Network Analysis Tools

• SNAP.PY
• SNAP C++
• NetworksX
• graph-tool

Structure of Graphs

• Network: a collection of objects where some pairs of objects are connected by links
• Objects(\(N\)): nodes, vertices
• Interactions(\(E\)): links, edges
• System(\(G(N,E)\)): networks, graph

• Difference between Network and Graph
  • Network refers to real-world systems
  • Graph is mathematical representation of a network

Choice of Network Representation

Type of Graphs

• Undirected Graph: symmetrical, reciprocal, without direction

• Directed Graph: with direction(arcs)

• Subtypes of graphs

  • Unweighted(undirected)

    

  • Weighted(undirected)

    

  • Self-edges(self-loops, undirected)

    

  • Multigraph(undirected)

    

Node Degrees(\(k_i\))

• # of edges adjacent to node \(i\)
  • \[k_A = 4\]

• In directed networks node degree separates in-degree and out-degree
  • In-degree: # of the edges to node \(i\)
  • Out-degree: # of the edges from node \(i\)
  • \(k^{in}_C=2\), \(k^{out}_C = 1\), \(k_C=3\)

  

Complete Graph

• Maximum # of edges(\(E_{max} = \{\{N(N-1)\}\over\{2\}\}\))
• If the graph is \(E = E_{max}\), it’s called a complete graph
  • Average degree \(= N-1\)
• However, most real-world networks are sparse graph
  • \(E << E_{max}\) or \(\bar{k} << N-1\)

Bipartite Graph

• The graph whose nodes can be divided into two disjoint sets \(U\) and \(V\)

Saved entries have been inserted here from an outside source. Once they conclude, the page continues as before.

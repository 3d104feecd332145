//! Local link state machine.
//!
//! ```text
//! Disconnected ──begin_connect──► Connecting ──opened──► Open
//!       ▲                            ▲   │                │
//!       │                          retry lost            lost
//!      stop                          │   ▼                │
//!       └──────────────────────── Reconnecting ◄──────────┘
//! ```
//!
//! Every restart or teardown bumps the generation. Work spawned under an
//! older generation (claims, dials, channel readers, retry timers) is
//! discarded when it completes.

/// State of the local peer's link to the room.
#[derive(Debug, Clone, Copy, PartialEq, Eq)]
pub enum LinkState {
    Disconnected,
    Connecting,
    Open,
    Reconnecting,
}

#[derive(Debug, Clone)]
pub struct Liveness {
    state: LinkState,
    generation: u64,
}

impl Liveness {
    pub fn new() -> Self {
        Self {
            state: LinkState::Disconnected,
            generation: 0,
        }
    }

    pub fn state(&self) -> LinkState {
        self.state
    }

    pub fn generation(&self) -> u64 {
        self.generation
    }

    /// Whether work tagged with `generation` is still wanted.
    pub fn is_current(&self, generation: u64) -> bool {
        self.generation == generation
    }

    /// Start the first connection. Returns the new generation.
    pub fn begin_connect(&mut self) -> Option<u64> {
        match self.state {
            LinkState::Disconnected => Some(self.restart()),
            _ => None,
        }
    }

    /// Restart from `Reconnecting`, either after the delay or on resume.
    pub fn retry(&mut self) -> Option<u64> {
        match self.state {
            LinkState::Reconnecting => Some(self.restart()),
            _ => None,
        }
    }

    pub fn opened(&mut self) -> bool {
        if self.state != LinkState::Connecting {
            return false;
        }
        self.state = LinkState::Open;
        true
    }

    /// Transport failure. Returns the new generation.
    pub fn lost(&mut self) -> Option<u64> {
        match self.state {
            LinkState::Connecting | LinkState::Open => {
                self.state = LinkState::Reconnecting;
                self.generation += 1;
                Some(self.generation)
            }
            _ => None,
        }
    }

    /// Final teardown.
    pub fn stop(&mut self) {
        self.state = LinkState::Disconnected;
        self.generation += 1;
    }

    fn restart(&mut self) -> u64 {
        self.state = LinkState::Connecting;
        self.generation += 1;
        self.generation
    }
}

impl Default for Liveness {
    fn default() -> Self {
        Self::new()
    }
}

  • e.g., Authors-to-Papers, Actors-to-Movies

  

Representing Graph

• Adjacency Matrix
  • Representing(Mapping) graph to n-dimensional vector(matrix)

  

• Edge List

  • Edges represent a pair of nodes combination (\((Node_{From}, Node_{To})\))

  

• Adjacency list

  • It’s an easier way to represent graph

  

Edge Attributes

• Properties depending on the structure of the rest of the graph
• Possible options: Weight, Ranking, Type, Sign(Flag, Boolean)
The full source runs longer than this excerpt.